#### [WORK TO BE COMPLETED]
Each line containing the string "first" should be copied out of the entries.

#### [DATA TO PROCESS]
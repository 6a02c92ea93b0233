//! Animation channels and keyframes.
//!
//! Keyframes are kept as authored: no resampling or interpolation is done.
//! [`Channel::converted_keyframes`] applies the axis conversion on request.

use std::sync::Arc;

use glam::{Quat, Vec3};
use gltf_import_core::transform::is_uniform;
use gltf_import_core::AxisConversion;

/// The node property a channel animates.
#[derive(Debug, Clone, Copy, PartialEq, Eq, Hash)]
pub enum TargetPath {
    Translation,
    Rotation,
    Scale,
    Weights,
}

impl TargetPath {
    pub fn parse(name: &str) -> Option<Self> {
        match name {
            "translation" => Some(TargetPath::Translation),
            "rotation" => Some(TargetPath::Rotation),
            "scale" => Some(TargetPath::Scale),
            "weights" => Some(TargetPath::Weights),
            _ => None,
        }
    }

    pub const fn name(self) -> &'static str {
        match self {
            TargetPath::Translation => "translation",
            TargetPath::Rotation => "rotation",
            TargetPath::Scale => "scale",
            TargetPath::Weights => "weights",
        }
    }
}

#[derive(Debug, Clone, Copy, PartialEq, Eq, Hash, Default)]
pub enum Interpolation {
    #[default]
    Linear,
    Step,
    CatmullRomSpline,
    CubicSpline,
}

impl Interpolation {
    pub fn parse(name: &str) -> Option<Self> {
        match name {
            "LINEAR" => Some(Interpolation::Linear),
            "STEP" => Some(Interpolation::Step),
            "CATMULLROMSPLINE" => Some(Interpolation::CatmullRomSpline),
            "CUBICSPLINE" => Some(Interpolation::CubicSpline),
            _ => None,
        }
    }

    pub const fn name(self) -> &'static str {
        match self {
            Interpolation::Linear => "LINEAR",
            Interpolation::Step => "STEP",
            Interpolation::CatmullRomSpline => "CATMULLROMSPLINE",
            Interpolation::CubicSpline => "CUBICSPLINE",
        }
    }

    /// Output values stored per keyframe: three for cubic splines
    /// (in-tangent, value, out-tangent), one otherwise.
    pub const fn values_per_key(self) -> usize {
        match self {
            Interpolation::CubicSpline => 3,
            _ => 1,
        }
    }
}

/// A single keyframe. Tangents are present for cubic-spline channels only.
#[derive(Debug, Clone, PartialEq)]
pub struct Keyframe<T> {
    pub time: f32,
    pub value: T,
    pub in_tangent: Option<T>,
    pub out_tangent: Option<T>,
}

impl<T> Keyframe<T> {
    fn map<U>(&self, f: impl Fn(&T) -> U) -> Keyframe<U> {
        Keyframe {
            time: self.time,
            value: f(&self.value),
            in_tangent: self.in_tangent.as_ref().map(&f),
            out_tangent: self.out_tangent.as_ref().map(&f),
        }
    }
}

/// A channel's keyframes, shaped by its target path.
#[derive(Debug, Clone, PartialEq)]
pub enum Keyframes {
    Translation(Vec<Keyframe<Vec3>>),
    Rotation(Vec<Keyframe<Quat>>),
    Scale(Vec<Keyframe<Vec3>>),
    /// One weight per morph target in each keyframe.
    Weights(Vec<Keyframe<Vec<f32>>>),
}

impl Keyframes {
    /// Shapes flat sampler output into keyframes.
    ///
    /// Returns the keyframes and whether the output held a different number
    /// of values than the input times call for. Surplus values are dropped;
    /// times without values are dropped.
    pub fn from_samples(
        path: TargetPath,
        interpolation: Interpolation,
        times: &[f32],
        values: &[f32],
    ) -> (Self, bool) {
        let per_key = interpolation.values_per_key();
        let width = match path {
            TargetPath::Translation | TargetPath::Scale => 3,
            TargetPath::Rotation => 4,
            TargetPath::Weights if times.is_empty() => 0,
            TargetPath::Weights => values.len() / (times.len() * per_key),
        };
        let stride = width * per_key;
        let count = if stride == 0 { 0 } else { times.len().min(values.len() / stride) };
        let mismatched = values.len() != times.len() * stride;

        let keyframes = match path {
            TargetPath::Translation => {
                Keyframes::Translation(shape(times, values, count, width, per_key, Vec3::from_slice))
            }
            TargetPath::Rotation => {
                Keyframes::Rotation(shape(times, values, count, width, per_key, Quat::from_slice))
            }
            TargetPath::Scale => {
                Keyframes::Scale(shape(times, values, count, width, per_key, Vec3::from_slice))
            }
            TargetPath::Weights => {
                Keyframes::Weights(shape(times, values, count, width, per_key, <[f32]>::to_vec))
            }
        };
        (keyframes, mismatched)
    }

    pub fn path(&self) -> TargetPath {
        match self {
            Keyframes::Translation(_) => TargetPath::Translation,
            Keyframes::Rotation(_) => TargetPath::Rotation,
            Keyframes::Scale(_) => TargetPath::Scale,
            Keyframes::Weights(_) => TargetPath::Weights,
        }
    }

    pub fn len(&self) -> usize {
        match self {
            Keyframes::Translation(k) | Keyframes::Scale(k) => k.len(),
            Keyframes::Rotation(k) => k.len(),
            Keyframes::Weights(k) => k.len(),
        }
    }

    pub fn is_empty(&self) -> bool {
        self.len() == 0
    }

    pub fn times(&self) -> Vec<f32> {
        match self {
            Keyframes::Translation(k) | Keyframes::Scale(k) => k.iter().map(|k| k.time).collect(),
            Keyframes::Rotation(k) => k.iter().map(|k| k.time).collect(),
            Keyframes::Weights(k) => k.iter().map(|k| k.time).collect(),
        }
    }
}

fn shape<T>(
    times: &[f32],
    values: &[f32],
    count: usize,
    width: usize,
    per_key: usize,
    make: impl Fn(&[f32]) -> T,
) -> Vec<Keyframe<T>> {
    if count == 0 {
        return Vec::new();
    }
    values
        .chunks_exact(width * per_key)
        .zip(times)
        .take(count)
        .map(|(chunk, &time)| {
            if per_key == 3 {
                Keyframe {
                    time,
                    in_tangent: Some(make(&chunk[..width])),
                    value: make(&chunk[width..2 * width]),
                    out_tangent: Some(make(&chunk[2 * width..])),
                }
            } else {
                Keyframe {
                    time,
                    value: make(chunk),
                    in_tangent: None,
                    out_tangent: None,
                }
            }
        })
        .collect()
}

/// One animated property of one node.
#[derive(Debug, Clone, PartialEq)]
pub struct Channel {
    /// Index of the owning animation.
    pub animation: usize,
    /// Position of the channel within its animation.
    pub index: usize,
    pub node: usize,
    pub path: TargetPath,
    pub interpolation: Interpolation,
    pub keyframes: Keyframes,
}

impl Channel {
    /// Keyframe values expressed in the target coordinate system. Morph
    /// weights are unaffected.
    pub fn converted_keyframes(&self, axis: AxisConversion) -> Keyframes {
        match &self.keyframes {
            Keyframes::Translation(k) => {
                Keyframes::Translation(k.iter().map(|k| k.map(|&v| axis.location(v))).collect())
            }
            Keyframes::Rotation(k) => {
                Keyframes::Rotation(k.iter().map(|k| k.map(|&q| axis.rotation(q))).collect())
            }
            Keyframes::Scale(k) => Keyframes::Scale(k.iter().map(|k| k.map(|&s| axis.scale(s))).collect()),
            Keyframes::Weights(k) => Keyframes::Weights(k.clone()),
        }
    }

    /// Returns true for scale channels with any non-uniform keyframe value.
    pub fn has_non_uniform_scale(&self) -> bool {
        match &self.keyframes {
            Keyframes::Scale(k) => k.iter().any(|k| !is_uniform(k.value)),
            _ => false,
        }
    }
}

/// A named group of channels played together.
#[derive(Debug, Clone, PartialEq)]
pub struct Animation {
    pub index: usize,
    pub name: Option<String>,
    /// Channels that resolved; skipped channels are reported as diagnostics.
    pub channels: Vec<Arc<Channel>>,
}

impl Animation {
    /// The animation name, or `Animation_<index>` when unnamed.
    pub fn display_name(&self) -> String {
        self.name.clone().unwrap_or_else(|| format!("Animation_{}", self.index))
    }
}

--

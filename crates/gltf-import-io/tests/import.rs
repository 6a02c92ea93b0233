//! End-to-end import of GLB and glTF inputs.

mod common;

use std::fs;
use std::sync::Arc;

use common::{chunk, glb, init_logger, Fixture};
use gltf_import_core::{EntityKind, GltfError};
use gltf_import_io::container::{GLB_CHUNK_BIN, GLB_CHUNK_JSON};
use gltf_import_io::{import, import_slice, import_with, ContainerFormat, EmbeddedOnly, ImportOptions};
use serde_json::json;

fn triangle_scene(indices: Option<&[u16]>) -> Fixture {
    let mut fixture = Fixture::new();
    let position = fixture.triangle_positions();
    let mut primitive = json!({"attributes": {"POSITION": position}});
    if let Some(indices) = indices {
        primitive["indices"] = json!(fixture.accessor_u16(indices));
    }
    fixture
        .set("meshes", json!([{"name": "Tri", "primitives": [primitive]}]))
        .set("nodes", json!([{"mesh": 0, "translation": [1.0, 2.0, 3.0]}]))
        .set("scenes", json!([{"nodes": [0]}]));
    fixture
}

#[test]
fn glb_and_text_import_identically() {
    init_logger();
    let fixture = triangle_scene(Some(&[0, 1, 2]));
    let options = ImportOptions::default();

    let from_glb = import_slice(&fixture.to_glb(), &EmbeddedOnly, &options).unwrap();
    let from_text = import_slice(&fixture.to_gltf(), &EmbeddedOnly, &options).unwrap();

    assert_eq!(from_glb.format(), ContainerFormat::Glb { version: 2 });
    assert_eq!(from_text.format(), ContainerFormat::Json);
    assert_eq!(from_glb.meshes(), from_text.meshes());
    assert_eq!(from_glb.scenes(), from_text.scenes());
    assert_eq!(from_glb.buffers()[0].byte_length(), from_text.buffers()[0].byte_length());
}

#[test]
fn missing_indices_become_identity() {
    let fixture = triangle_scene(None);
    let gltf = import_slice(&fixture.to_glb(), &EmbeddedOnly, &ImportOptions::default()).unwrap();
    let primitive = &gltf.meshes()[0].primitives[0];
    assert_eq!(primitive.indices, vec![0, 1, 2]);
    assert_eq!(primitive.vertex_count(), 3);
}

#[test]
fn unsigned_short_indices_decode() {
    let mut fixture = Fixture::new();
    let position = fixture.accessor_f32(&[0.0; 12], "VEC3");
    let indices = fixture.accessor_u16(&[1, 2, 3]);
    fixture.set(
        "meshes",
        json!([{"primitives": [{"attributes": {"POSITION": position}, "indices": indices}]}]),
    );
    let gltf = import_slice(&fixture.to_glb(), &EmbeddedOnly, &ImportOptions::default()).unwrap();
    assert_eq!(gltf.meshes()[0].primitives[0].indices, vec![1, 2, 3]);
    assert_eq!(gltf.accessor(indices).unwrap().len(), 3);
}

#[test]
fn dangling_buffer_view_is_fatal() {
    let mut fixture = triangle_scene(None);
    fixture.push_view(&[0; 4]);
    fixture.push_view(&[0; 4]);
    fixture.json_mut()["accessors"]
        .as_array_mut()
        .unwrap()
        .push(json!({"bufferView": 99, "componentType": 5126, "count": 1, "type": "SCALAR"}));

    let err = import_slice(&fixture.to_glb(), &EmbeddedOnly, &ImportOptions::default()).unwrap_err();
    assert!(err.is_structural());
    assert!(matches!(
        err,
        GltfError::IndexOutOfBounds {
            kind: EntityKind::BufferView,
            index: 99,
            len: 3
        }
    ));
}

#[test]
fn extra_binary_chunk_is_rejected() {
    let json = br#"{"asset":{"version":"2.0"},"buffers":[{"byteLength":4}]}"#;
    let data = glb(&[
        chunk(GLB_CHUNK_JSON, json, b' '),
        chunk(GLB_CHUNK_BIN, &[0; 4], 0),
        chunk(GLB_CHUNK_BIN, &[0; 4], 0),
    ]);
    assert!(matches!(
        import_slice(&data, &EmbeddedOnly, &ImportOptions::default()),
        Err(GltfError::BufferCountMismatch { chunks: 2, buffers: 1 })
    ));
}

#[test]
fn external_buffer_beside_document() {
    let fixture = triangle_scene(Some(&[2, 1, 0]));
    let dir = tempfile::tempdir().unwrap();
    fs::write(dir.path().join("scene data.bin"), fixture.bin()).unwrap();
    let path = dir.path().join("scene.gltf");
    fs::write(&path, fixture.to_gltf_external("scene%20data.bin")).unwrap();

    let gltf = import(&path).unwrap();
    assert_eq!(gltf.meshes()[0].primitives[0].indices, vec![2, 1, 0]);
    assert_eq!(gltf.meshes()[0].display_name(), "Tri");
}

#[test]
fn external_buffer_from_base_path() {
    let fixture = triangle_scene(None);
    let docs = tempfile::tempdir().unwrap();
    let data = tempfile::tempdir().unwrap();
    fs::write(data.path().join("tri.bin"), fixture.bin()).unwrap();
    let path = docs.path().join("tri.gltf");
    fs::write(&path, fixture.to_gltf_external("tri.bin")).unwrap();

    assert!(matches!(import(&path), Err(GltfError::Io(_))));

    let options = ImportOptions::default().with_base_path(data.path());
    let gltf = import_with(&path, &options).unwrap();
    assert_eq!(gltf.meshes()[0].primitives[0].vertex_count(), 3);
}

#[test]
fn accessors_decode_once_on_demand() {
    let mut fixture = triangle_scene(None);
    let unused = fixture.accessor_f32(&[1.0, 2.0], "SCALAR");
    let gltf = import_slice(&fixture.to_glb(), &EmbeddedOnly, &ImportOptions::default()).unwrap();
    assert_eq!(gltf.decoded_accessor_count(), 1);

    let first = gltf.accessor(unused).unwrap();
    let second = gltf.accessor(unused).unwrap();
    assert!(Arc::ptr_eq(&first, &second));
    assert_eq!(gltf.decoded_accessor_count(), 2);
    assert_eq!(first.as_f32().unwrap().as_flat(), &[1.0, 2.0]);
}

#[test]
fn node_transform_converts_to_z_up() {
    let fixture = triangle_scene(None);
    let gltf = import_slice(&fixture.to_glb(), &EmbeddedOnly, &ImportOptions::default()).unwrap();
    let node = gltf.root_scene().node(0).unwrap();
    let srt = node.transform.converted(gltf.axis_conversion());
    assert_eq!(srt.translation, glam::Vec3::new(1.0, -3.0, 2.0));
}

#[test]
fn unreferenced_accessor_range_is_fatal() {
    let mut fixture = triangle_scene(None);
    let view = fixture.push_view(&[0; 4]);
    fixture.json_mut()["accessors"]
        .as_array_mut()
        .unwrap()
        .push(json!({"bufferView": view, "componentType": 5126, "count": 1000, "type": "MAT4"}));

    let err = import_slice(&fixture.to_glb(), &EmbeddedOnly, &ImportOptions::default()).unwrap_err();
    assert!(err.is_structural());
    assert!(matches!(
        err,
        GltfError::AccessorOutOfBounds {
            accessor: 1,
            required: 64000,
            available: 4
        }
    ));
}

#### [FINISHED EXERCISE]
    let first = gltf.accessor(unused).unwrap();
    assert!(Arc::ptr_eq(&first, &second));
    assert_eq!(first.as_f32().unwrap().as_flat(), &[1.0, 2.0]);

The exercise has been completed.